Na 26ª sessão ordinária da Câmara Municipal de Erechim, realizada nesta terça-feira (15), os vereadores aprovam o Veto nº 001/2025, relacionado ao Projeto de Lei Ordinária Legislativo nº 029/2025, que dispõe sobre a aplicação de sanções administrativas a empresas de reciclagem e sucatas que adquirirem ou mantiverem em estoque cabos de origem ilícita no município.
Embora reconheça a boa intenção do projeto apresentado, o Poder Executivo decide pelo veto parcial da proposta, com base em vícios de inconstitucionalidade identificados nos artigos 5º e 6º do texto.
Fundamentação do veto
O Executivo argumenta que os dispositivos vetados infringem o princípio da separação dos poderes e ultrapassam a competência do Legislativo ao atribuírem funções específicas a órgãos da administração municipal, como a Secretaria de Meio Ambiente, a Vigilância Sanitária e as forças de segurança pública.
Entre os principais pontos levantados estão:
• Invasão de competência do Executivo: O
projeto impõe atribuições a órgãos do Executivo, o que viola a prerrogativa
exclusiva do prefeito de organizar a estrutura administrativa municipal.

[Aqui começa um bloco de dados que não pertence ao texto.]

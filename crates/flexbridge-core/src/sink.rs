//! Environment stores.
//!
//! The mapper reads and writes variables through [`EnvironmentSink`] so the
//! formatting logic never touches process state directly. Production code
//! writes to the process environment (possibly fanned out to further stores);
//! tests use [`MemorySink`].

use std::collections::BTreeMap;

use crate::error::{Error, Result};

/// Marker that makes a name look like a request header to web runtimes.
const HEADER_MARKER: &str = "HTTP_";

/// A readable and writable set of environment variables.
pub trait EnvironmentSink {
    /// Get a variable's value.
    fn get(&self, name: &str) -> Option<String>;

    /// Set a variable's value.
    fn set(&mut self, name: &str, value: &str) -> Result<()>;
}

/// Reject names a web runtime could mistake for a request header.
///
/// Runtimes expose request headers as `HTTP_*` server variables, so a
/// variable with that marker in its name cannot be told apart from
/// client-supplied input.
pub fn validate_name(name: &str) -> Result<()> {
    if name.contains(HEADER_MARKER) {
        return Err(Error::AmbiguousName(name.to_string()));
    }
    Ok(())
}

/// In-memory variables.
#[derive(Debug, Clone, Default, PartialEq, Eq)]
pub struct MemorySink {
    vars: BTreeMap<String, String>,
}

impl MemorySink {
    /// Create an empty store.
    pub fn new() -> Self {
        Self::default()
    }

    /// Builder-style insert, for setting up input variables.
    pub fn with_var(mut self, name: impl Into<String>, value: impl Into<String>) -> Self {
        self.vars.insert(name.into(), value.into());
        self
    }

    /// Check whether a variable is set.
    pub fn contains(&self, name: &str) -> bool {
        self.vars.contains_key(name)
    }

    /// All variables in name order.
    pub fn vars(&self) -> &BTreeMap<String, String> {
        &self.vars
    }
}

impl EnvironmentSink for MemorySink {
    fn get(&self, name: &str) -> Option<String> {
        self.vars.get(name).cloned()
    }

    fn set(&mut self, name: &str, value: &str) -> Result<()> {
        self.vars.insert(name.to_string(), value.to_string());
        Ok(())
    }
}

/// The current process environment.
///
/// Child processes spawned afterwards inherit everything written here.
#[derive(Debug, Clone, Copy, Default)]
pub struct ProcessSink;

impl ProcessSink {
    /// Create a process sink.
    pub fn new() -> Self {
        Self
    }
}

impl EnvironmentSink for ProcessSink {
    fn get(&self, name: &str) -> Option<String> {
        std::env::var(name).ok()
    }

    fn set(&mut self, name: &str, value: &str) -> Result<()> {
        // set_var panics on these instead of reporting them.
        let reason = if name.is_empty() {
            Some("empty name")
        } else if name.contains('=') {
            Some("name contains '='")
        } else if name.contains('\0') {
            Some("name contains NUL")
        } else if value.contains('\0') {
            Some("value contains NUL")
        } else {
            None
        };
        if let Some(reason) = reason {
            return Err(Error::Write {
                name: name.to_string(),
                reason: reason.to_string(),
            });
        }

        std::env::set_var(name, value);
        Ok(())
    }
}

/// Writes to several stores; reads from the first store holding a value.
///
/// A write succeeds only when every store accepted it.
#[derive(Default)]
pub struct FanOutSink {
    stores: Vec<Box<dyn EnvironmentSink>>,
}

impl FanOutSink {
    /// Create a fan-out with no stores.
    pub fn new() -> Self {
        Self::default()
    }

    /// Add a store. Stores are written and read in insertion order.
    pub fn with_store(mut self, store: impl EnvironmentSink + 'static) -> Self {
        self.stores.push(Box::new(store));
        self
    }

    /// Number of stores.
    pub fn len(&self) -> usize {
        self.stores.len()
    }

    /// Check whether there are no stores.
    pub fn is_empty(&self) -> bool {
        self.stores.is_empty()
    }
}

impl EnvironmentSink for FanOutSink {
    fn get(&self, name: &str) -> Option<String> {
        self.stores.iter().find_map(|store| store.get(name))
    }

    fn set(&mut self, name: &str, value: &str) -> Result<()> {
        for store in &mut self.stores {
            store.set(name, value)?;
        }
        Ok(())
    }
}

• Imposição de prazos operacionais: O
texto obriga a realização de fiscalizações em até sete dias úteis após
ocorrências de furto ou vandalismo, o que compromete a autonomia técnica e a
capacidade operacional dos órgãos envolvidos.
• Conflito com normas já existentes: A
proposta desconsidera protocolos técnicos e legais vigentes, podendo gerar
conflito com regulamentações superiores e prejudicar a atuação fiscalizatória.

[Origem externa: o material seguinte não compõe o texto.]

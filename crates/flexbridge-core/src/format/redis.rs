//! Redis cache and session endpoints.

use crate::catalog::RelationshipDescriptor;

/// Format a cache endpoint as `host:port`.
pub fn cache_dsn(descriptor: &RelationshipDescriptor) -> String {
    format!("{}:{}", descriptor.host, descriptor.port)
}

/// Session handler settings.
#[derive(Debug, Clone, PartialEq, Eq)]
pub struct SessionSettings {
    /// Host name.
    pub host: String,
    /// Port, as a string.
    pub port: String,
    /// `redis://host:port`.
    pub url: String,
}

impl SessionSettings {
    /// Build the settings from an endpoint.
    pub fn from_descriptor(descriptor: &RelationshipDescriptor) -> Self {
        Self {
            host: descriptor.host.clone(),
            port: descriptor.port.to_string(),
            url: format!("redis://{}:{}", descriptor.host, descriptor.port),
        }
    }

    /// Variable name/value pairs in write order.
    pub fn variables(&self) -> [(&'static str, &str); 3] {
        [
            ("SESSION_REDIS_HOST", self.host.as_str()),
            ("SESSION_REDIS_PORT", self.port.as_str()),
            ("SESSION_REDIS_URL", self.url.as_str()),
        ]
    }
}

#[cfg(test)]
mod tests {
    use super::*;

    #[test]
    fn test_cache_dsn() {
        let d = RelationshipDescriptor::new("redis", "rediscache.internal", 6379);
        assert_eq!(cache_dsn(&d), "rediscache.internal:6379");
    }

    #[test]
    fn test_session_settings() {
        let d = RelationshipDescriptor::new("redis", "redissession.internal", 6379);
        let settings = SessionSettings::from_descriptor(&d);

        assert_eq!(settings.host, "redissession.internal");
        assert_eq!(settings.port, "6379");
        assert_eq!(settings.url, "redis://redissession.internal:6379");
    }
}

• Risco à eficiência administrativa: A exigência de ações imediatas e articuladas com outras esferas de governo, sem planejamento ou previsão orçamentária, fere o princípio da eficiência previsto na Constituição Federal.
O veto parcial não invalida a importância da pauta tratada — o combate à comercialização de cabos de procedência duvidosa —, mas reforça a necessidade de respeitar os limites legais e administrativos para sua efetiva implementação.
Com a aprovação do veto em plenário, os dispositivos
considerados inconstitucionais deixam de integrar o projeto, que segue para
promulgação com os demais artigos mantidos.